2人が黙ると静かになって逆に落ち着かなく感じたので、何か話題を探してみる。
「えーと、2人は姉妹なのか?さっき同じ家で暮らしてたって言ってたけど」
「そーだよ」「まあそうだな」
当たっているけど正確じゃないみたいな返答だ。
「ウチの母親は3人だな。アタシはシフママで、レベッカはローズママ。他にシュヴァルママがいる」
「へー、なるほど。んん?それって……普通なのか?」
もしかして一夫多妻制なの?
「えっ、普通じゃないの?友達の家もそうだよ。変かな」
「俺の故郷とは違ったからビックリしただけだ。世界には色んな文化があるんだな」
さすが異世界。獣人ぽいし、群れの文化とかなんだろうか。
「アタシたちはもう成人したから家を追い出されてるけどな。レベッカがアタシを追って森林警備隊に入ってきたから、いろいろ面倒をみてやってんだ」
「追ったわけじゃないし。お姉ちゃんこそあーしが森林警備隊になりたいって言ってたの聞いて、じゃあそこ行くわって決めてたでしょ」
「んなわけないだろ」
「言ってたもん」
「言ってねえよ」
「言ってた」
「言ってねえ」
仲の良い姉妹だなあ。きっと昔からずっとこうだったんだろうなあ。
不毛な言い争いを聞かされながら歩くこと数時間後。
急に森から出たと思ったら壁があった。
見上げるほど高い壁が、左右の山を繋ぐようにしてそびえ立っている。
のっぺりとした壁面は明かな人工物で、しかしこれをどうやって作ったのか疑問になるほど立派な造りをしている。
そして何より、どこかでコレと同じ物を見たような気がしてならない。明らかにアレだと分かっているのに、のど元から出てきてくれない。

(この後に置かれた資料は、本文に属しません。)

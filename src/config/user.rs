/// ユーザー設定モジュール
///
/// 実行時にユーザーディレクトリから読み込まれる動的設定を管理します。
/// Windows: C:\Users\<User>\AppData\Roaming\apivid\config.toml
/// macOS:   /Users/<User>/Library/Application Support/apivid/config.toml
/// Linux:   /home/<user>/.config/apivid/config.toml
///
/// 初回起動時にデフォルトテンプレートから自動的にconfig.tomlを作成します。
use crate::config::error::ConfigError;
use serde::{Deserialize, Serialize};
use std::fs;
use std::path::{Path, PathBuf};

/// api.video認証設定
#[derive(Debug, Clone, Serialize, Deserialize)]
pub struct AuthConfig {
    /// api.video APIキー
    pub api_key: String,
}

/// ユーザー設定
#[derive(Debug, Clone, Default, Serialize, Deserialize)]
pub struct UserConfig {
    /// api.video認証情報
    pub auth: Option<AuthConfig>,
}

impl UserConfig {
    /// ユーザー設定ファイルのパスを取得
    ///
    /// # Errors
    /// ホームディレクトリが取得できない場合に ConfigError::DirectoryNotFound を返します。
    pub fn config_path() -> Result<PathBuf, ConfigError> {
        dirs::config_dir()
            .ok_or_else(|| ConfigError::directory_not_found("Failed to get user config directory"))
            .map(|config_dir| config_dir.join("apivid").join("config.toml"))
    }

    /// ユーザー設定を読み込む
    ///
    /// 設定ファイルが存在しない場合は、デフォルトテンプレートから自動的に
    /// 作成します。読み込み後、自動的に検証を実行します（Fail Fast）。
    pub fn load() -> Result<Self, ConfigError> {
        Self::load_from(&Self::config_path()?)
    }

    /// 指定パスからユーザー設定を読み込む
    pub fn load_from(config_path: &Path) -> Result<Self, ConfigError> {
        if !config_path.exists() {
            Self::create_default_config(config_path)?;
        }

        let content = fs::read_to_string(config_path).map_err(|e| {
            ConfigError::file_system(
                format!("Failed to read config file: {}", config_path.display()),
                e,
            )
        })?;

        let config: Self = toml::from_str(&content).map_err(|e| {
            ConfigError::parse_error(
                format!("Failed to parse config file ({})", config_path.display()),
                e,
            )
        })?;

        config.validate()?;

        Ok(config)
    }

    /// ユーザー設定を保存する
    pub fn save(&self) -> Result<(), ConfigError> {
        self.save_to(&Self::config_path()?)
    }

    /// 指定パスにユーザー設定を保存する
    pub fn save_to(&self, config_path: &Path) -> Result<(), ConfigError> {
        if let Some(parent) = config_path.parent() {
            fs::create_dir_all(parent).map_err(|e| {
                ConfigError::file_system(
                    format!("Failed to create config directory: {}", parent.display()),
                    e,
                )
            })?;
        }

        let content = toml::to_string_pretty(self).map_err(|e| ConfigError::SerializeError {
            context: "Failed to serialize user config".to_string(),
            source: e,
        })?;

        fs::write(config_path, content).map_err(|e| {
            ConfigError::file_system(
                format!("Failed to write config file: {}", config_path.display()),
                e,
            )
        })
    }

    /// デフォルト設定ファイルを作成
    fn create_default_config(config_path: &Path) -> Result<(), ConfigError> {
        if let Some(parent) = config_path.parent() {
            fs::create_dir_all(parent).map_err(|e| {
                ConfigError::file_system(
                    format!("Failed to create config directory: {}", parent.display()),
                    e,
                )
            })?;
        }

        fs::write(config_path, Self::default_toml_content()).map_err(|e| {
            ConfigError::file_system(
                format!(
                    "Failed to create default config file: {}",
                    config_path.display()
                ),
                e,
            )
        })
    }

    /// デフォルトTOML設定を生成
    fn default_toml_content() -> &'static str {
        r#"# apivid - User Configuration
# Set your api.video API key to enable authentication:
#
# [auth]
# api_key = "your-api-key"
"#
    }

    /// 設定を検証する
    ///
    /// # Errors
    /// [auth] セクションがあるのに api_key が空の場合に ValidationError。
    pub fn validate(&self) -> Result<(), ConfigError> {
        if let Some(auth) = &self.auth {
            if auth.api_key.trim().is_empty() {
                return Err(ConfigError::validation(
                    "auth.api_key is present but empty",
                ));
            }
        }
        Ok(())
    }

    /// 認証情報が設定されているか
    pub fn has_auth(&self) -> bool {
        self.auth.is_some()
    }

    /// 認証情報を取得する
    pub fn get_auth(&self) -> Option<&AuthConfig> {
        self.auth.as_ref()
    }

    /// 認証情報を設定する
    pub fn set_auth(&mut self, api_key: String) {
        self.auth = Some(AuthConfig { api_key });
    }
}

壁の前は大きく切り拓かれていて、それこそ戦闘に使えそうな櫓や柵が並べられている。
大きな建物もあり、その前では何人もの人たちが訓練をしていた。
だがそこに緊張感はなく、何事もなく普段通りのことをやっているという感じがする。
ヴィオラが訓練している人たちに向かって手を振ると、そこから男が走ってやってきた。
「ヴィオラ姉さんお帰りなさい。レベッカも無事でよかった」
「まあな。コイツのおかげだ」
ヴィオラが俺を親指で示すと、男は不良じみた動きでにらんできた。
「ああ?なんだオマエはよう。コロバスどものスパイか?ああ?」
「だめだよ、スぺード。ハイダクトはあーしの命の恩人なんだから、変な威嚇しないでよね」
レベッカの声かけで圧が緩んだので、笑顔を心がけて挨拶をする。
「俺は
「はいだぁ?なんだよ変な名前だなオイ」
再びガンをつけて来ようとした男と俺との間に、レベッカが割り込んできた。
「ハイダクトだよ、ハ イ ダ ク ト。ほら、わかったら早く戻って」
「そうだぞ。コイツを隊長に見せるから、いま面会に行っていいか聞いてこい」
「ヴィオラ姉さんまで!でもよう」
「いいから行け。ほら、早く!」
ヴィオラに背中を押されて、男は建物へ走っていった。
「あいつは?」
「うちの下っ端隊員のスペードだよ。そんでアタシの弟だ。いちいち構ってもらおうとしてきて五月蠅いから、忙しかったら無視していいからな」
「そうそう。ここはもう家じゃないのに、こっちを見つけて話しかけてくるんだよ」
「へー」
言われてみれば、髪色とかヴィオラと似ている部分がけっこうあったな。
俺に対して敵意みたいなのを感じたが、まあサバゲーマーの服装はだいたい怪しいから警戒してたんだろう。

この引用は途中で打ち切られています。